The big boys in charge had billed this as an “event.” The man was clearly mobbed. A quiet awe settled over the throng upon Ebert’s quiet ascension to the podium. Stacey’s management gave the obligatory intro, and Ebert, with his trademark cherubic grin settled upon his face, took in the demographic of mostly thirtysomethings sacrificing their lunch hour. Ebert, having awoken from a recent nap, began speaking in a grandfatherly voice. My general impression was that, despite his recent stroke, he was very articulate, although every time he tried to reference a movie, he kept coming back to The Grapes of Wrath. He was also a great racountuer and did a very good Lee Marvin impression.

He started off by noting that we all looked like splendid readers. He remarked that while he could live without movies, he could not live without books (although he wouldn’t particularly enjoy life without movies).

Ebert’s idea of a “great movie” came from the Guardian critic Derek Malcolm. He noted that he had considerable problems with including Birth of a Nation in the first volume. But he was determined to follow through. His initial review was the only double-length piece he had written for the Sun-Times, with the first half apologizing for the second half. Finally, he rewrote the piece from scratch and got it out of his system, pointing out that Birth was the only film that he could not revisit, contrary to Malcolm’s definition.
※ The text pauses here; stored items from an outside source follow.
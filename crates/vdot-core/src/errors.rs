// ABOUTME: Unified error type and error codes for the VDOT predictor
// ABOUTME: Structured error kinds leave message localisation to the presentation layer
//
// SPDX-License-Identifier: MIT OR Apache-2.0
// Copyright (c) 2025 Pierre Fitness Intelligence

//! # Unified Error Handling System
//!
//! Every fallible operation in the workspace returns [`AppResult`]. Callers
//! branch on [`ErrorCode`] rather than on message text.

use serde::{Deserialize, Serialize};
use std::fmt;
use thiserror::Error;

/// Standard error codes used throughout the application
#[derive(Debug, Clone, Copy, PartialEq, Eq, Hash, Serialize, Deserialize)]
pub enum ErrorCode {
    // Validation (3000-3999)
    /// A numeric input is non-positive, non-finite, or otherwise unusable
    #[serde(rename = "INVALID_INPUT")]
    InvalidInput = 3000,
    /// A textual input could not be parsed
    #[serde(rename = "INVALID_FORMAT")]
    InvalidFormat = 3002,

    // Configuration (6000-6999)
    /// An environment setting is present but malformed
    #[serde(rename = "CONFIG_INVALID")]
    ConfigInvalid = 6002,

    // Internal Errors (9000-9999)
    /// Report serialization failed
    #[serde(rename = "SERIALIZATION_ERROR")]
    SerializationError = 9003,
}

impl ErrorCode {
    /// Get a user-friendly description of this error
    #[must_use]
    pub const fn description(&self) -> &'static str {
        match self {
            Self::InvalidInput => "The provided input is invalid",
            Self::InvalidFormat => "The data format is invalid",
            Self::ConfigInvalid => "Configuration is invalid",
            Self::SerializationError => "Data serialization failed",
        }
    }

    /// Numeric code, stable across releases
    #[must_use]
    pub const fn as_u16(self) -> u16 {
        self as u16
    }
}

/// Unified error type for the application
#[derive(Debug, Error)]
pub struct AppError {
    /// Error code
    pub code: ErrorCode,
    /// Human-readable error message
    pub message: String,
}

impl AppError {
    /// Create a new `AppError` with the given code and message
    pub fn new(code: ErrorCode, message: impl Into<String>) -> Self {
        Self {
            code,
            message: message.into(),
        }
    }

    /// Invalid numeric input
    pub fn invalid_input(message: impl Into<String>) -> Self {
        Self::new(ErrorCode::InvalidInput, message)
    }

    /// Unparseable textual input
    pub fn invalid_format(message: impl Into<String>) -> Self {
        Self::new(ErrorCode::InvalidFormat, message)
    }

    /// Configuration error
    pub fn config(message: impl Into<String>) -> Self {
        Self::new(ErrorCode::ConfigInvalid, message)
    }

    /// Serialization error
    pub fn serialization(message: impl Into<String>) -> Self {
        Self::new(ErrorCode::SerializationError, message)
    }
}

impl fmt::Display for AppError {
    fn fmt(&self, f: &mut fmt::Formatter<'_>) -> fmt::Result {
        write!(f, "{}: {}", self.code.description(), self.message)
    }
}

impl From<serde_json::Error> for AppError {
    fn from(error: serde_json::Error) -> Self {
        Self::serialization(error.to_string())
    }
}

/// Result type alias for convenience
pub type AppResult<T> = Result<T, AppError>;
Ebert remarked that Birth was “vile” and “evil,” but pointed out that it was still a great movie and set the film language of our time. He pointed out that Woodrow Wilson had praised the movie, despite being the President of the United States, a Democrat, a liberal, and a member of the Ku Klux Klan. Clearly, Ebert suggested, despite the climate of the past five years, America had made greater progress in the past century.

Ebert described what it was like trying to write backstage at the Oscars. The level of security is extraordinary. (And Ebert pointed out that the backstage area was perhaps the worst target for terrorists to attack, since it was far from the main action.) To obtain even the headphones to plug into the broadcast, he had to show his driver’s license. Picture a reporter with a laptop, spending the entire night filing one paragraph after another to the editors in Chicago (who are rearranging the piece in backwards order of importance, with the least important paragraphs being composed before the major ones). In one ear, the reporter has the earphone. In another ear, foreign journalists are screaming into telephones, causing a polyglot racket. And then there are the winners, who are shuttled out in front of them.
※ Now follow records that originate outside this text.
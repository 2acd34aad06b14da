// ABOUTME: Main library entry point for the VDOT race-time predictor
// ABOUTME: Wires configuration, logging, and output formatting around the numeric core
//
// SPDX-License-Identifier: MIT OR Apache-2.0
// Copyright (c) 2025 Pierre Fitness Intelligence

#![deny(unsafe_code)]

//! # VDOT Predictor
//!
//! Estimates a runner's VDOT (Jack Daniels' aerobic fitness score) from one
//! performance and predicts equivalent finishing times for the marathon, half
//! marathon, 10K, and 5K, plus any other distance.
//!
//! ## Architecture
//!
//! - **`vdot-core`**: errors, constants, and domain models
//! - **`vdot-intelligence`**: the stateless estimator and race tables
//! - this crate: environment configuration, logging, report formatting, and
//!   the request glue used by the `vdot-predict` binary
//!
//! ## Example Usage
//!
//! ```rust
//! use vdot_predictor::models::Pace;
//! use vdot_predictor::predictor::PredictionRequest;
//!
//! let request = PredictionRequest::new(Pace::new(5, 0)?, 10.0);
//! let report = request.run()?;
//! assert_eq!(report.races.len(), 4);
//! # Ok::<(), vdot_predictor::errors::AppError>(())
//! ```

/// Unified error handling (re-exported from `vdot-core`)
pub use vdot_core::errors;

/// Model constants (re-exported from `vdot-core`)
pub use vdot_core::constants;

/// Domain models (re-exported from `vdot-core`)
pub use vdot_core::models;

/// Estimation engine (re-exported from `vdot-intelligence`)
pub use vdot_intelligence as intelligence;

/// Environment-based configuration
pub mod config;

/// Report output formats
pub mod formatters;

/// Structured logging setup
pub mod logging;

/// Request glue between validated input and the estimation engine
pub mod predictor;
Among these journalists, Ebert described another contingent. A bunch of folks who none of the veterans could name, but who didn’t take notes and who didn’t have laptops. These were the folks who got to ask the questions. Which explained all the dumb ones.

Ebert mentioned that Cate Blanchett’s reply to one of these dumb questions was the funniest thing he had heard since covering the Oscars in 1968. Blanchett, who Ebert suggested was one of the most elegant actresses around (and who couldn’t refrain from mentioning about how nice the dresses were this year), had been asked by one of these boneheads if her Oscar would have any impact on her career. She replied, “Absolutely, asshole.”
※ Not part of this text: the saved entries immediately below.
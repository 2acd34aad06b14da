// ABOUTME: Unit tests for config environment functionality
// ABOUTME: Validates environment, logging, output format, and extra distance parsing
//
// SPDX-License-Identifier: MIT OR Apache-2.0
// Copyright (c) 2025 Pierre Fitness Intelligence

#![allow(clippy::unwrap_used, clippy::expect_used, clippy::panic)]
#![allow(missing_docs)]

use serial_test::serial;
use std::collections::HashMap;
use vdot_predictor::config::{Environment, LogLevel, PredictorConfig};
use vdot_predictor::errors::ErrorCode;
use vdot_predictor::formatters::OutputFormat;
use vdot_predictor::logging::LoggingConfig;

fn lookup(vars: &[(&str, &str)]) -> impl FnMut(&str) -> Option<String> {
    let map: HashMap<String, String> = vars
        .iter()
        .map(|(k, v)| ((*k).to_owned(), (*v).to_owned()))
        .collect();
    move |key| map.get(key).cloned()
}

#[test]
fn test_log_level_names() {
    assert_eq!(LogLevel::default(), LogLevel::Warn);
    assert_eq!(LogLevel::Debug.as_str(), "debug");
    assert_eq!(LogLevel::Trace.as_str(), "trace");
}

#[test]
fn test_environment_parsing() {
    assert_eq!(
        Environment::from_str_or_default("production"),
        Environment::Production
    );
    assert_eq!(
        Environment::from_str_or_default("PROD"),
        Environment::Production
    );
    assert_eq!(
        Environment::from_str_or_default("test"),
        Environment::Testing
    );
    assert_eq!(
        Environment::from_str_or_default("anything"),
        Environment::Development
    );
    assert!(Environment::Production.is_production());
}

#[test]
fn test_defaults_when_nothing_set() {
    let config = PredictorConfig::from_env_with(lookup(&[])).unwrap();
    assert_eq!(config, PredictorConfig::default());
    assert_eq!(config.output_format, OutputFormat::Text);
    assert_eq!(config.logging.level, "warn");
    assert_eq!(config.logging.environment, Environment::Development);
    assert!(config.extra_distances_km.is_empty());
}

#[test]
fn test_reads_all_values() {
    let config = PredictorConfig::from_env_with(lookup(&[
        ("ENVIRONMENT", "production"),
        ("RUST_LOG", "debug"),
        ("VDOT_OUTPUT_FORMAT", "json"),
        ("VDOT_EXTRA_DISTANCES_KM", "15, 30,,50.5"),
    ]))
    .unwrap();

    assert_eq!(config.logging.environment, Environment::Production);
    assert!(config.logging.include_location);
    assert_eq!(config.logging.level, "debug");
    assert_eq!(config.output_format, OutputFormat::Json);
    assert_eq!(config.extra_distances_km, vec![15.0, 30.0, 50.5]);
}

#[test]
fn test_log_directive_survives_into_logging_config() {
    let vars = [("RUST_LOG", "vdot_intelligence=debug,warn")];
    let config = PredictorConfig::from_env_with(lookup(&vars)).unwrap();

    assert_eq!(config.logging.level, "vdot_intelligence=debug,warn");
    assert_eq!(config.logging, LoggingConfig::from_env_with(lookup(&vars)));
}

#[test]
fn test_each_variable_is_read_once() {
    let mut reads: HashMap<String, usize> = HashMap::new();
    PredictorConfig::from_env_with(|key| {
        *reads.entry(key.to_owned()).or_default() += 1;
        None
    })
    .unwrap();

    for key in ["ENVIRONMENT", "RUST_LOG", "VDOT_OUTPUT_FORMAT"] {
        assert_eq!(reads.get(key), Some(&1), "{key}");
    }
    assert!(reads.values().all(|&count| count == 1));
}

#[test]
fn test_unknown_output_format_falls_back_to_text() {
    let config =
        PredictorConfig::from_env_with(lookup(&[("VDOT_OUTPUT_FORMAT", "xml")])).unwrap();
    assert_eq!(config.output_format, OutputFormat::Text);
}

#[test]
fn test_malformed_extra_distances_rejected() {
    for value in ["ten", "5,-3", "0", "inf", "NaN"] {
        let error =
            PredictorConfig::from_env_with(lookup(&[("VDOT_EXTRA_DISTANCES_KM", value)]))
                .unwrap_err();
        assert_eq!(error.code, ErrorCode::ConfigInvalid, "value {value}");
    }
}

#[test]
#[serial]
fn test_from_env_reads_process_environment() {
    std::env::set_var("VDOT_EXTRA_DISTANCES_KM", "12");
    let config = PredictorConfig::from_env();
    std::env::remove_var("VDOT_EXTRA_DISTANCES_KM");

    assert_eq!(config.unwrap().extra_distances_km, vec![12.0]);
}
Ebert mentioned that he wished Martin Scorsese had won for Best Director. He revealed that he preferred Keaton to Chaplin, because Chaplin wanted to be liked and Keaton didn’t care. He also revealed the ridiculous waivers that journalists had to sign to get interviews. For example, if you want to talk with Tom Cruise, you can’t mention politics, the girl he’s dating, and you can’t write anything bad about them. Plus (here’s the kicker), if you violate the terms of the agreement, you open yourself up to being sued by Cruise’s people. The answer, Ebert remarked, was simple: No Tom Cruise interview.

Ebert had a great Lee Marvin story from the old days. He profiled Marvin for Esquire and headed to his home in Malibu. He was told not to arrive before noon. Marvin opened the door, still in a bathrobe, with four days’ growth of stubble on his face, holding a Heineken. He proceeded to spend the next three hours trashing everyone he had ever worked with and every film he had ever appeared in. “Josh Logan? Not a very good director. He makes a movie with singing boys and has me and Clint Eastwood sing.”

Marvin’s girlfriend returns. Marvin demands more beer. The green stuff. She refuses. He orders it himself over the phone.

Then his dog shows up with something in its mouth. Marvin notices that it’s a pair of panties. His girlfriend remarks that they’re not hers. Marvin replies, “Bad dog.”